Before HALL, Circuit Judge, BUTZNER, Senior Circuit Judge, and SIMONS, Senior District Judge for the District of South Carolina, sitting by designation.

Thomas P. Simpson; Lionel Stukes Lofton, on brief for appellants.

Cameron Bruce Littlejohn, Jr., Assistant United States Attorney (Vinton D. Lide, United States Attorney; Robert C. Jendron, Jr., Assistant United States Attorney, on brief), for appellee.

PER CURIAM:


Ronald L. Bellamy appeals the judgment of the district court convicting him on the verdict of a jury of conspiring and aiding and abetting in the importation and possession with intent to distribute of large quantities of marijuana. He assigns the following errors: a prejudicial variance because the evidence disclosed multiple conspiracies although the indictment charged a single conspiracy; failure to grant a motion for a new trial; allowing transcripts of the testimony of two witnesses to remain with the jury during its deliberation; and failure to direct the government to turn over information about alleged current criminal conduct of a government witness. We affirm.

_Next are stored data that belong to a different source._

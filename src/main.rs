//! Demo/introspection binary for the retrieval and ranking core.
//!
//! The core is a library; the HTTP/transport layer that would normally
//! expose `Query`/`Weights`/`Health` over a network is an external
//! collaborator (§1, out of scope). This binary exists to boot the
//! orchestrator the way a real service would, run one query end to end,
//! and print the resulting response and health snapshot — useful for local
//! smoke-testing a configured embedding endpoint and vector store.

use std::time::Instant;

use ragcore::config::{Config, Registry};
use ragcore::domain::{ModelEntry, ModelKind, ModelStatus, Query};
use ragcore::metrics::MetricsCollector;
use ragcore::pipeline::HealthReporter;
use ragcore::{CacheLayer, Orchestrator};

#[tokio::main]
async fn main() -> anyhow::Result<()> {
    tracing_subscriber::fmt()
        .with_env_filter(tracing_subscriber::EnvFilter::from_default_env())
        .init();

    let config = Config::from_env()?;
    config.validate()?;

    tracing::info!(
        bind_addr = %config.bind_addr,
        port = config.port,
        embed_dim = config.embed_dim,
        "ragcore demo binary starting"
    );

    let registry = Registry::new(config.initial_weight_set());
    registry.register_model(ModelEntry {
        name: "identity-linear".to_string(),
        kind: ModelKind::Ltr,
        version: 1,
        dimension: None,
        artifact: "1.0,0.0,0.0".to_string(),
        status: ModelStatus::Active,
    })?;

    let cache = CacheLayer::new(
        std::time::Duration::from_secs(config.cache_ttl_query_s),
        std::time::Duration::from_secs(config.cache_ttl_feature_s),
        std::time::Duration::from_secs(ragcore::constants::DEFAULT_CACHE_TTL_EMBED_S),
    );
    let metrics = MetricsCollector::new();
    let started_at = Instant::now();

    run_with_backends(config, registry, cache, metrics, started_at).await
}

#[cfg(feature = "mock")]
async fn run_with_backends(
    config: Config,
    registry: Registry,
    cache: CacheLayer,
    metrics: MetricsCollector,
    started_at: Instant,
) -> anyhow::Result<()> {
    use ragcore::domain::Candidate;
    use ragcore::{MockEmbeddingGateway, MockVectorRetriever};
    use std::collections::HashMap;

    tracing::warn!("no EMBED_ENDPOINT/VECTOR_STORE_URL backends wired; using in-memory mocks");

    let embedding = MockEmbeddingGateway::new();
    let retriever = MockVectorRetriever::new();
    retriever.seed(
        "chunks",
        vec![0.1; config.embed_dim as usize],
        Candidate {
            chunk_id: "chunk-1".to_string(),
            document_id: "doc-1".to_string(),
            ordinal: 0,
            text: "Rust's ownership model prevents data races at compile time.".to_string(),
            token_count: Some(10),
            distance: 0.0,
            provenance: "mock".to_string(),
            metadata: HashMap::new(),
        },
    );

    let health = HealthReporter::new(registry.clone(), cache.clone(), metrics.clone(), started_at);
    let orchestrator = Orchestrator::new(config, embedding, retriever, cache, metrics, registry);
    demo_query(&orchestrator, &health).await
}

#[cfg(not(feature = "mock"))]
async fn run_with_backends(
    config: Config,
    registry: Registry,
    cache: CacheLayer,
    metrics: MetricsCollector,
    started_at: Instant,
) -> anyhow::Result<()> {
    use ragcore::{HttpEmbeddingGateway, QdrantVectorRetriever};

    let embedding = HttpEmbeddingGateway::new(
        config.embed_endpoint.clone(),
        std::time::Duration::from_millis(config.embed_timeout_ms),
        config.allow_embed_fallback,
    )?;
    let retriever = QdrantVectorRetriever::new(&config.vector_store_url)?;

    let health = HealthReporter::new(registry.clone(), cache.clone(), metrics.clone(), started_at);
    let orchestrator = Orchestrator::new(config, embedding, retriever, cache, metrics, registry);
    demo_query(&orchestrator, &health).await
}

async fn demo_query<E, R>(
    orchestrator: &Orchestrator<E, R>,
    health: &HealthReporter,
) -> anyhow::Result<()>
where
    E: ragcore::EmbeddingGateway,
    R: ragcore::VectorRetriever,
{
    let query = Query {
        text: "how does ownership prevent data races in rust".to_string(),
        top_k: Some(5),
        tenant: None,
        bypass_cache: false,
        fusion_weights_override: None,
    };

    match orchestrator.query(query).await {
        Ok(response) => {
            let json = serde_json::to_string_pretty(&response)?;
            println!("{json}");
        }
        Err(e) => {
            tracing::error!(error = %e, "demo query failed");
        }
    }

    let snapshot = health.snapshot(chrono::Utc::now().timestamp());
    println!("{}", serde_json::to_string_pretty(&snapshot)?);

    Ok(())
}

The evidence disclosed that from time to time some men joined the smuggling venture and others withdrew, that the offloading site for shipments from Columbia shifted from North Carolina, when law enforcement officers detected it, to Bellamy's marina in South Carolina. Nevertheless, there was an identity of purpose, some persons, and the manner of operation. The jury was properly instructed on the issue, and the evidence viewed favorably for the government was sufficient to permit the jury to find a single conspiracy. See United States v. Urbanik, 801 F.2d 692, 695-96 (4th Cir. 1986).

Relying on cases holding that the admission of perjured testimony is ground for a new trial, Bellamy emphasizes inconsistencies between the testimony of government witnesses. The difficulty with this argument is that the inconsistencies, which occurred in testimony describing events over a period of several years, do not amount to perjury. The defense had the benefit of an open file to prepare for the case, the witnesses were thoroughly cross-examined, and the inconsistencies were exposed to the jurors, who could take them in account in assessing credibility.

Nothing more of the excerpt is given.